• DATA TO PROCESS
_ _ _ _ _
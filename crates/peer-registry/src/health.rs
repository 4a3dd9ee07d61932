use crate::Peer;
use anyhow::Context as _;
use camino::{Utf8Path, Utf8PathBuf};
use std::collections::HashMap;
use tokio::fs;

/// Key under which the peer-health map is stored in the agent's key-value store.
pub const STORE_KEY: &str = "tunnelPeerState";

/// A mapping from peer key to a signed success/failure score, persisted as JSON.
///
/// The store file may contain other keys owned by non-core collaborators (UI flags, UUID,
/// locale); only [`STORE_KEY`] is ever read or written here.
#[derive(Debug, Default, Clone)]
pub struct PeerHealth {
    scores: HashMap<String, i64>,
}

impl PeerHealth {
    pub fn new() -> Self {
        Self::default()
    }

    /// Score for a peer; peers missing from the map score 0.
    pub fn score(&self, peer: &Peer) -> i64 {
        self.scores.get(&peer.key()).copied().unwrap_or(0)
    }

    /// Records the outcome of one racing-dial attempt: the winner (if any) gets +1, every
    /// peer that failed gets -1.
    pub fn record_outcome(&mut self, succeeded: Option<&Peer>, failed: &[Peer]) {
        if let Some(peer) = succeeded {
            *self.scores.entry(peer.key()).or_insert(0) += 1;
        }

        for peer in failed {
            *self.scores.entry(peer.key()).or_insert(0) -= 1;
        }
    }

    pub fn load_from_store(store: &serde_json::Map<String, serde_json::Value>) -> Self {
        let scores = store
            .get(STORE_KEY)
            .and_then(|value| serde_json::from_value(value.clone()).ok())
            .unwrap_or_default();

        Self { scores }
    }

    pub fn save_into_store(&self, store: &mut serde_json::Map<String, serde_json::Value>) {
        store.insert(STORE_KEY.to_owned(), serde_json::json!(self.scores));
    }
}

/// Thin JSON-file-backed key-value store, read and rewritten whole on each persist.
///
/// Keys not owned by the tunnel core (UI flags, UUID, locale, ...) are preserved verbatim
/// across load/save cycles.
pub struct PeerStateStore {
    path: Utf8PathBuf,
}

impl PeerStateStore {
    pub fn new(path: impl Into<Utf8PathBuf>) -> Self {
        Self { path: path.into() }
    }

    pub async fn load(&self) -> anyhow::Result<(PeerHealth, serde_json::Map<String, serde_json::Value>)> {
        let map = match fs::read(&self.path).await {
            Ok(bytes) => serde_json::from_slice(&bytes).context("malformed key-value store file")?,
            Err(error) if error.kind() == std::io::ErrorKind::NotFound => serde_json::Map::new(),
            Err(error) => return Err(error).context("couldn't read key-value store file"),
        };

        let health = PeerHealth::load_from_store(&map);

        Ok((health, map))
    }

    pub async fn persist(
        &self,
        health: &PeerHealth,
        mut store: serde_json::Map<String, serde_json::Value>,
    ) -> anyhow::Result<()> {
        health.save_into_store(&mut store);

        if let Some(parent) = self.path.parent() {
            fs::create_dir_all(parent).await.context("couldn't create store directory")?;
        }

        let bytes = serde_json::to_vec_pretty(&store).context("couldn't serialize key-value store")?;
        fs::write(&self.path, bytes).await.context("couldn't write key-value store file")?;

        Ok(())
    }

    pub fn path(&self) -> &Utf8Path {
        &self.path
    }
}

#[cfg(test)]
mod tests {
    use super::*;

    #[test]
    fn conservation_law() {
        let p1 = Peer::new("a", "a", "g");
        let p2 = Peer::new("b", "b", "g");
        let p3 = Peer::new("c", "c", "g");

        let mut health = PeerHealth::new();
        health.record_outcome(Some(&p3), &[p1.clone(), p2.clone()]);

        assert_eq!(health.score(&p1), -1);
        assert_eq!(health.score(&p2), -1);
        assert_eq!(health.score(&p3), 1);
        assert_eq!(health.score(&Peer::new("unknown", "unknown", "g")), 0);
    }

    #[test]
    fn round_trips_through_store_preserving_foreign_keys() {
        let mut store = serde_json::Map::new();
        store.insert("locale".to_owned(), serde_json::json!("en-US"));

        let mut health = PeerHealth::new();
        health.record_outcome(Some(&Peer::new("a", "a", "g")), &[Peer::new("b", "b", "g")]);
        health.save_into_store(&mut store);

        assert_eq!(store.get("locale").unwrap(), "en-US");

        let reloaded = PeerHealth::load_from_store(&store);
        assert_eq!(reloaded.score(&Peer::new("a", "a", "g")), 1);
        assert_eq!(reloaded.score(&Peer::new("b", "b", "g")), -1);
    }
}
_ _ _ _ _
• PROBLEM STATEMENT
Among the lines above, find the ones containing "async" and copy them.

• THE ANSWER
    pub async fn load(&self) -> anyhow::Result<(PeerHealth, serde_json::Map<String, serde_json::Value>)> {
    pub async fn persist(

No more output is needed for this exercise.